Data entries
=== Begin Enclosure ===

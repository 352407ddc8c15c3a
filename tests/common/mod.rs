#![allow(dead_code)]

use std::collections::{HashMap, VecDeque};
use std::net::SocketAddr;
use std::sync::Arc;
use std::time::Duration;

use async_trait::async_trait;
use axum::extract::ws::{Message as WsMessage, WebSocket, WebSocketUpgrade};
use axum::extract::State;
use axum::http::{Method, StatusCode, Uri};
use axum::response::{IntoResponse, Response};
use axum::routing::get;
use axum::{Json, Router};
use parking_lot::Mutex;
use roundtable::connection::{ConnectionState, Frame, Link};
use roundtable::{ClientError, Connector, EventHandlers};
use serde_json::{json, Value};
use tokio::sync::{broadcast, mpsc, watch};
use tokio::time::Instant;

pub fn reserve_port() -> std::io::Result<u16> {
    let listener = std::net::TcpListener::bind(("127.0.0.1", 0))?;
    let port = listener.local_addr()?.port();
    drop(listener);
    Ok(port)
}

pub async fn wait_for_state<F>(rx: &mut watch::Receiver<ConnectionState>, pred: F) -> ConnectionState
where
    F: Fn(&ConnectionState) -> bool,
{
    tokio::time::timeout(Duration::from_secs(300), rx.wait_for(|s| pred(s)))
        .await
        .expect("timed out waiting for connection state")
        .expect("connection task gone")
        .clone()
}

// Scripted transport

/// Server side of a scripted link.
pub struct Remote {
    pub to_client: mpsc::UnboundedSender<Frame>,
    pub from_client: mpsc::UnboundedReceiver<String>,
}

impl Remote {
    pub fn push(&self, text: &str) {
        let _ = self.to_client.send(Frame::Text(text.to_string()));
    }
}

/// Connector that refuses unless told to accept, recording when it was asked.
pub struct ScriptedConnector {
    accept: Mutex<VecDeque<bool>>,
    attempts: Mutex<Vec<Instant>>,
    delay: Mutex<Duration>,
    remotes: mpsc::UnboundedSender<Remote>,
}

impl ScriptedConnector {
    pub fn new() -> (Arc<Self>, mpsc::UnboundedReceiver<Remote>) {
        let (remotes, rx) = mpsc::unbounded_channel();
        let connector = Arc::new(Self {
            accept: Mutex::new(VecDeque::new()),
            attempts: Mutex::new(Vec::new()),
            delay: Mutex::new(Duration::ZERO),
            remotes,
        });
        (connector, rx)
    }

    /// Queue the outcome of the next attempt. Unscripted attempts are refused.
    pub fn script(&self, accept: bool) {
        self.accept.lock().push_back(accept);
    }

    /// Make every later attempt take `delay` before it resolves.
    pub fn set_delay(&self, delay: Duration) {
        *self.delay.lock() = delay;
    }

    pub fn attempts(&self) -> Vec<Instant> {
        self.attempts.lock().clone()
    }
}

#[async_trait]
impl Connector for ScriptedConnector {
    async fn connect(&self, _url: &str) -> Result<Link, ClientError> {
        self.attempts.lock().push(Instant::now());
        let delay = *self.delay.lock();
        if !delay.is_zero() {
            tokio::time::sleep(delay).await;
        }
        if !self.accept.lock().pop_front().unwrap_or(false) {
            return Err(ClientError::Transport("connection refused".into()));
        }
        let (out_tx, from_client) = mpsc::unbounded_channel();
        let (to_client, in_rx) = mpsc::unbounded_channel();
        let _ = self.remotes.send(Remote { to_client, from_client });
        Ok(Link::new(out_tx, in_rx, None))
    }
}

/// Handlers that append a line per callback.
pub fn recording_handlers() -> (EventHandlers, Arc<Mutex<Vec<String>>>) {
    let log = Arc::new(Mutex::new(Vec::new()));
    let (a, b, c, d) = (log.clone(), log.clone(), log.clone(), log.clone());
    let handlers = EventHandlers::new()
        .on_connect(move || a.lock().push("connect".to_string()))
        .on_disconnect(move |reason| b.lock().push(format!("disconnect: {}", reason.message)))
        .on_error(move |err| c.lock().push(format!("error({}): {}", err.recoverable, err.message)))
        .on_event(move |event| d.lock().push(format!("event: {}", event.kind())));
    (handlers, log)
}

// Fake backend

#[derive(Default)]
struct BackendInner {
    requests: Vec<(Method, String, Value)>,
    responses: HashMap<String, (StatusCode, Value)>,
    delays: HashMap<String, Duration>,
    pings: usize,
}

/// In-process HTTP + WebSocket backend.
#[derive(Clone)]
pub struct FakeBackend {
    inner: Arc<Mutex<BackendInner>>,
    events: broadcast::Sender<String>,
    pub addr: SocketAddr,
}

impl FakeBackend {
    pub async fn start() -> std::io::Result<Self> {
        let listener = tokio::net::TcpListener::bind(("127.0.0.1", 0)).await?;
        let addr = listener.local_addr()?;
        let (events, _) = broadcast::channel(64);
        let backend = Self {
            inner: Arc::new(Mutex::new(BackendInner::default())),
            events,
            addr,
        };

        let app = Router::new()
            .route("/ws", get(ws_handler))
            .fallback(api_handler)
            .with_state(backend.clone());
        tokio::spawn(async move {
            let _ = axum::serve(listener, app).await;
        });
        Ok(backend)
    }

    pub fn base_url(&self) -> String {
        format!("http://{}", self.addr)
    }

    pub fn ws_url(&self) -> String {
        format!("ws://{}/ws", self.addr)
    }

    /// Answer `path` with `body` from now on.
    pub fn respond(&self, path: &str, body: Value) {
        self.respond_with(path, StatusCode::OK, body);
    }

    pub fn respond_with(&self, path: &str, status: StatusCode, body: Value) {
        self.inner.lock().responses.insert(path.to_string(), (status, body));
    }

    /// Hold every answer on `path` for `delay`. The request is recorded on arrival.
    pub fn delay(&self, path: &str, delay: Duration) {
        self.inner.lock().delays.insert(path.to_string(), delay);
    }

    /// Push an event to every connected client.
    pub fn broadcast(&self, event: Value) {
        let _ = self.events.send(event.to_string());
    }

    pub fn requests(&self) -> Vec<(Method, String, Value)> {
        self.inner.lock().requests.clone()
    }

    pub fn paths(&self) -> Vec<String> {
        self.requests().into_iter().map(|(_, path, _)| path).collect()
    }

    pub fn body_of(&self, path: &str) -> Option<Value> {
        self.requests()
            .into_iter()
            .find(|(_, p, _)| p == path)
            .map(|(_, _, body)| body)
    }

    pub fn pings(&self) -> usize {
        self.inner.lock().pings
    }
}

async fn api_handler(State(backend): State<FakeBackend>, method: Method, uri: Uri, body: String) -> Response {
    let path = uri.path().to_string();
    let parsed = serde_json::from_str(&body).unwrap_or(Value::Null);
    let delay = {
        let mut inner = backend.inner.lock();
        inner.requests.push((method, path.clone(), parsed));
        inner.delays.get(&path).copied()
    };
    if let Some(delay) = delay {
        tokio::time::sleep(delay).await;
    }

    let inner = backend.inner.lock();
    if let Some((status, body)) = inner.responses.get(&path) {
        return (*status, Json(body.clone())).into_response();
    }
    let body = match path.as_str() {
        "/api/status" => json!({
            "discussion_started": true,
            "current_room_id": null,
            "websocket_connected": true,
            "connection_count": 1
        }),
        _ => json!({ "success": true }),
    };
    Json(body).into_response()
}

async fn ws_handler(State(backend): State<FakeBackend>, ws: WebSocketUpgrade) -> Response {
    ws.on_upgrade(move |socket| serve_socket(backend, socket))
}

async fn serve_socket(backend: FakeBackend, mut socket: WebSocket) {
    let mut events = backend.events.subscribe();
    loop {
        tokio::select! {
            event = events.recv() => match event {
                Ok(text) => {
                    if socket.send(WsMessage::Text(text.into())).await.is_err() {
                        return;
                    }
                }
                Err(broadcast::error::RecvError::Lagged(_)) => continue,
                Err(broadcast::error::RecvError::Closed) => return,
            },
            incoming = socket.recv() => match incoming {
                Some(Ok(WsMessage::Text(text))) => {
                    let frame: Value = serde_json::from_str(text.as_str()).unwrap_or(Value::Null);
                    if frame["type"] == "ping" {
                        backend.inner.lock().pings += 1;
                        let pong = json!({ "type": "pong" }).to_string();
                        if socket.send(WsMessage::Text(pong.into())).await.is_err() {
                            return;
                        }
                    }
                }
                Some(Ok(WsMessage::Close(_))) | None | Some(Err(_)) => return,
                Some(Ok(_)) => {}
            },
        }
    }
}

=== End Enclosure ===

▶ [WHAT NEEDS TO BE DONE]: Nothing but the lines from the start of the data above through the line with "use async_trait::async_trait;" should appear in your answer, copied exactly.

▶ [RESPONSE AREA]:
repository 352407ddc8c15c3a
filename tests/common/mod.rs
#![allow(dead_code)]

use std::collections::{HashMap, VecDeque};
use std::net::SocketAddr;
use std::sync::Arc;
use std::time::Duration;

use async_trait::async_trait;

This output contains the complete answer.